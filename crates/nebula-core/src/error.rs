use crate::lifecycle::Lifecycle;
use thiserror::Error;

#[derive(Debug, Error)]
pub enum NebulaError {
    #[error("invalid config: {0}")]
    InvalidConfig(String),
    #[error("invalid lifecycle transition {from:?} -> {to:?}")]
    InvalidTransition { from: Lifecycle, to: Lifecycle },
    #[error("scheduler error: {0}")]
    Scheduler(String),
    #[error("config parse error: {0}")]
    Config(#[from] serde_json::Error),
}

pub type Result<T> = std::result::Result<T, NebulaError>;
//! Per-frame advance of the global clock and mist drift.

use crate::config::NebulaConfig;
use crate::constants::{MIST_WRAP_MARGIN, TIME_PERIOD};
use std::f32::consts::TAU;
use crate::field::{MistBlob, ParticleField};
use crate::viewport::Viewport;

#[derive(Clone, Debug)]
pub struct SimulationStepper {
    time: f32,
    time_step: f32,
    drift_step: f32,
}

impl SimulationStepper {
    pub fn new(config: &NebulaConfig) -> Self {
        Self {
            time: 0.0,
            time_step: config.time_step,
            drift_step: config.drift_step,
        }
    }

    /// Global animation time `t`, kept in `[0, TIME_PERIOD)`.
    #[inline]
    pub fn time(&self) -> f32 {
        self.time
    }

    /// Advance by `dt_units` nominal frames. Non-finite or negative input is a no-op.
    pub fn advance(&mut self, field: &mut ParticleField, viewport: Viewport, dt_units: f32) {
        let dt = if dt_units.is_finite() {
            dt_units.max(0.0)
        } else {
            0.0
        };
        if dt == 0.0 {
            return;
        }
        self.time = (self.time + self.time_step * dt).rem_euclid(TIME_PERIOD);
        let width = viewport.width_f32();
        let height = viewport.height_f32();
        let step = self.drift_step * dt;
        for mist in &mut field.mists {
            drift(mist, step, dt);
            wrap(mist, width, height);
        }
    }
}

#[inline]
fn drift(mist: &mut MistBlob, step: f32, dt: f32) {
    // Heading and the half-angle rotation both look the same a full turn later.
    mist.angle = (mist.angle + mist.angular_speed * dt).rem_euclid(TAU);
    mist.x += mist.angle.cos() * step;
    mist.y += mist.angle.sin() * step;
}

// A blob that has fully left one side re-enters from the opposite side, so the
// cloud looks like it drifts forever instead of bouncing.
#[inline]
fn wrap(mist: &mut MistBlob, width: f32, height: f32) {
    let margin = mist.radius * MIST_WRAP_MARGIN;
    if mist.x < -margin {
        mist.x = width + margin;
    }
    if mist.x > width + margin {
        mist.x = -margin;
    }
    if mist.y < -margin {
        mist.y = height + margin;
    }
    if mist.y > height + margin {
        mist.y = -margin;
    }
}

#[cfg(test)]
mod tests {
    use super::*;
    use crate::color::Rgb;

    fn blob(x: f32, y: f32, radius: f32) -> MistBlob {
        MistBlob {
            x,
            y,
            radius,
            angle: 0.0,
            angular_speed: 0.0,
            stretch: 1.0,
            color: Rgb::new(10, 30, 60),
            highlight: false,
        }
    }

    #[test]
    fn wrap_is_symmetric_on_each_edge() {
        let mut m = blob(0.0, 0.0, 10.0);
        m.x = 121.0;
        wrap(&mut m, 100.0, 50.0);
        assert_eq!(m.x, -20.0);

        m.y = -21.0;
        wrap(&mut m, 100.0, 50.0);
        assert_eq!(m.y, 70.0);

        m.y = 71.0;
        wrap(&mut m, 100.0, 50.0);
        assert_eq!(m.y, -20.0);
    }

    #[test]
    fn heading_stays_within_one_turn() {
        let mut m = blob(50.0, 25.0, 10.0);
        m.angle = 6.0;
        m.angular_speed = 0.001;
        drift(&mut m, 0.0, 1000.0);
        assert!((0.0..TAU).contains(&m.angle));
        assert!((m.angle - (7.0 - TAU)).abs() < 1e-4);

        m.angular_speed = -0.001;
        m.angle = 0.5;
        drift(&mut m, 0.0, 1000.0);
        assert!((m.angle - (TAU - 0.5)).abs() < 1e-4);
    }

    #[test]
    fn blob_exactly_on_threshold_stays_put() {
        let mut m = blob(-20.0, 70.0, 10.0);
        wrap(&mut m, 100.0, 50.0);
        assert_eq!((m.x, m.y), (-20.0, 70.0));
    }
}
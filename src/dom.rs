use crate::constants::{CONTEXT_2D, MIN_BACKING_DIM};
use wasm_bindgen::JsCast;
use web_sys as web;

#[inline]
pub fn window_document() -> Option<web::Document> {
    web::window().and_then(|w| w.document())
}

pub fn canvas_by_id(document: &web::Document, id: &str) -> Option<web::HtmlCanvasElement> {
    document
        .get_element_by_id(id)?
        .dyn_into::<web::HtmlCanvasElement>()
        .ok()
}

/// The 2D context, or `None` when the browser cannot provide one.
pub fn context_2d(canvas: &web::HtmlCanvasElement) -> Option<web::CanvasRenderingContext2d> {
    canvas
        .get_context(CONTEXT_2D)
        .ok()
        .flatten()?
        .dyn_into::<web::CanvasRenderingContext2d>()
        .ok()
}

/// `innerWidth` x `innerHeight` in CSS pixels; the backdrop always fills the window.
pub fn window_inner_size(window: &web::Window) -> (u32, u32) {
    let dim = |v: Result<wasm_bindgen::JsValue, wasm_bindgen::JsValue>| {
        v.ok().and_then(|v| v.as_f64()).unwrap_or(0.0).max(0.0) as u32
    };
    (
        dim(window.inner_width()).max(MIN_BACKING_DIM),
        dim(window.inner_height()).max(MIN_BACKING_DIM),
    )
}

───

▶ **Problem to solve**
Using the listing above, print every entry verbatim.

▶ **Answer area**
filename crates/nebula-core/src/error.rs
use crate::lifecycle::Lifecycle;
use thiserror::Error;

#[derive(Debug, Error)]
pub enum NebulaError {
    #[error("invalid config: {0}")]
    InvalidConfig(String),
    #[error("invalid lifecycle transition {from:?} -> {to:?}")]
    InvalidTransition { from: Lifecycle, to: Lifecycle },
    #[error("scheduler error: {0}")]
    Scheduler(String),
    #[error("config parse error: {0}")]
    Config(#[from] serde_json::Error),
}

pub type Result<T> = std::result::Result<T, NebulaError>;
//! Per-frame advance of the global clock and mist drift.

use crate::config::NebulaConfig;
use crate::constants::{MIST_WRAP_MARGIN, TIME_PERIOD};
use std::f32::consts::TAU;
use crate::field::{MistBlob, ParticleField};
use crate::viewport::Viewport;

#[derive(Clone, Debug)]
pub struct SimulationStepper {
    time: f32,
    time_step: f32,
    drift_step: f32,
}

impl SimulationStepper {
    pub fn new(config: &NebulaConfig) -> Self {
        Self {
            time: 0.0,
            time_step: config.time_step,
            drift_step: config.drift_step,
        }
    }

    /// Global animation time `t`, kept in `[0, TIME_PERIOD)`.
    #[inline]
    pub fn time(&self) -> f32 {
        self.time
    }

    /// Advance by `dt_units` nominal frames. Non-finite or negative input is a no-op.
    pub fn advance(&mut self, field: &mut ParticleField, viewport: Viewport, dt_units: f32) {
        let dt = if dt_units.is_finite() {
            dt_units.max(0.0)
        } else {
            0.0
        };
        if dt == 0.0 {
            return;
        }
        self.time = (self.time + self.time_step * dt).rem_euclid(TIME_PERIOD);
        let width = viewport.width_f32();
        let height = viewport.height_f32();
        let step = self.drift_step * dt;
        for mist in &mut field.mists {
            drift(mist, step, dt);
            wrap(mist, width, height);
        }
    }
}

#[inline]
fn drift(mist: &mut MistBlob, step: f32, dt: f32) {
    // Heading and the half-angle rotation both look the same a full turn later.
    mist.angle = (mist.angle + mist.angular_speed * dt).rem_euclid(TAU);
    mist.x += mist.angle.cos() * step;
    mist.y += mist.angle.sin() * step;
}

// A blob that has fully left one side re-enters from the opposite side, so the
// cloud looks like it drifts forever instead of bouncing.
#[inline]
fn wrap(mist: &mut MistBlob, width: f32, height: f32) {
    let margin = mist.radius * MIST_WRAP_MARGIN;
    if mist.x < -margin {
        mist.x = width + margin;
    }
    if mist.x > width + margin {
        mist.x = -margin;
    }
    if mist.y < -margin {
        mist.y = height + margin;
    }
    if mist.y > height + margin {
        mist.y = -margin;
    }
}

#[cfg(test)]
mod tests {
    use super::*;
    use crate::color::Rgb;

    fn blob(x: f32, y: f32, radius: f32) -> MistBlob {
        MistBlob {
            x,
            y,
            radius,
            angle: 0.0,
            angular_speed: 0.0,
            stretch: 1.0,
            color: Rgb::new(10, 30, 60),
            highlight: false,
        }
    }

    #[test]
    fn wrap_is_symmetric_on_each_edge() {
        let mut m = blob(0.0, 0.0, 10.0);
        m.x = 121.0;
        wrap(&mut m, 100.0, 50.0);
        assert_eq!(m.x, -20.0);

        m.y = -21.0;
        wrap(&mut m, 100.0, 50.0);
        assert_eq!(m.y, 70.0);

        m.y = 71.0;
        wrap(&mut m, 100.0, 50.0);
        assert_eq!(m.y, -20.0);
    }

    #[test]
    fn heading_stays_within_one_turn() {
        let mut m = blob(50.0, 25.0, 10.0);
        m.angle = 6.0;
        m.angular_speed = 0.001;
        drift(&mut m, 0.0, 1000.0);
        assert!((0.0..TAU).contains(&m.angle));
        assert!((m.angle - (7.0 - TAU)).abs() < 1e-4);

        m.angular_speed = -0.001;
        m.angle = 0.5;
        drift(&mut m, 0.0, 1000.0);
        assert!((m.angle - (TAU - 0.5)).abs() < 1e-4);
    }

    #[test]
    fn blob_exactly_on_threshold_stays_put() {
        let mut m = blob(-20.0, 70.0, 10.0);
        wrap(&mut m, 100.0, 50.0);
        assert_eq!((m.x, m.y), (-20.0, 70.0));
    }
}
filename src/dom.rs
use crate::constants::{CONTEXT_2D, MIN_BACKING_DIM};
use wasm_bindgen::JsCast;
use web_sys as web;

#[inline]
pub fn window_document() -> Option<web::Document> {
    web::window().and_then(|w| w.document())
}

pub fn canvas_by_id(document: &web::Document, id: &str) -> Option<web::HtmlCanvasElement> {
    document
        .get_element_by_id(id)?
        .dyn_into::<web::HtmlCanvasElement>()
        .ok()
}

/// The 2D context, or `None` when the browser cannot provide one.
pub fn context_2d(canvas: &web::HtmlCanvasElement) -> Option<web::CanvasRenderingContext2d> {
    canvas
        .get_context(CONTEXT_2D)
        .ok()
        .flatten()?
        .dyn_into::<web::CanvasRenderingContext2d>()
        .ok()
}

/// `innerWidth` x `innerHeight` in CSS pixels; the backdrop always fills the window.
pub fn window_inner_size(window: &web::Window) -> (u32, u32) {
    let dim = |v: Result<wasm_bindgen::JsValue, wasm_bindgen::JsValue>| {
        v.ok().and_then(|v| v.as_f64()).unwrap_or(0.0).max(0.0) as u32
    };
    (
        dim(window.inner_width()).max(MIN_BACKING_DIM),
        dim(window.inner_height()).max(MIN_BACKING_DIM),
    )
}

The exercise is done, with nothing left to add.